由里はさらに静かな声で、しかし揺るぎない意志をこめて続けた。
「それが先生にできる、被害者たちへの……唯一の、贖罪です」
重苦しい沈黙が部屋を満たす。その中で、笠井の喉がわずかに動き、音を立てる。
やがて彼は、静かに頷いた。
「……うん。わかった。そうするよ。ありがとう」
その声には、ようやく自分の立つべき場所を見つけた者の、かすかな安堵がにじんでいた。
*
「記者会見を開くには……まず、この資料を整理しなくてはならないね。どれが医学的に意味を持つものか、どれが単なる記録か」
そう言って、笠井はロッカーから一冊の分厚いノートを取り出した。
表紙には油染みの跡、留め具代わりの伸びきった輪ゴム。
それは、有科自身の記録だった。研究の記録、ゼミ生との些細な会話――すべてが綴られていた。

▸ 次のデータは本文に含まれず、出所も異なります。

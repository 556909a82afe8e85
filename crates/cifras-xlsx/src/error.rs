//! Error types for the workbook writer.

use thiserror::Error;

#[derive(Debug, Error)]
pub enum Error {
  #[error("workbook has no sheets")]
  Empty,

  #[error("row {row} has {got} cells, header has {expected}")]
  RowWidth { row: usize, got: usize, expected: usize },

  #[error("xlsx error: {0}")]
  Xlsx(#[from] rust_xlsxwriter::XlsxError),
}

pub type Result<T, E = Error> = std::result::Result<T, E>;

「ここに……すべてがあるのかもしれない。有科が告発しようとしたこと、虚埼が行っていた実験の証拠……」
由里は一歩、前へ出た。
「私も手伝います。この資料を、失われた声を、世の中に出しましょう」
笠井は目を閉じ、しばし沈黙してから、静かに頷いた。
「……ありがとう。私はもう、真実から目を背けない」
由里もまた、力強くうなずいた。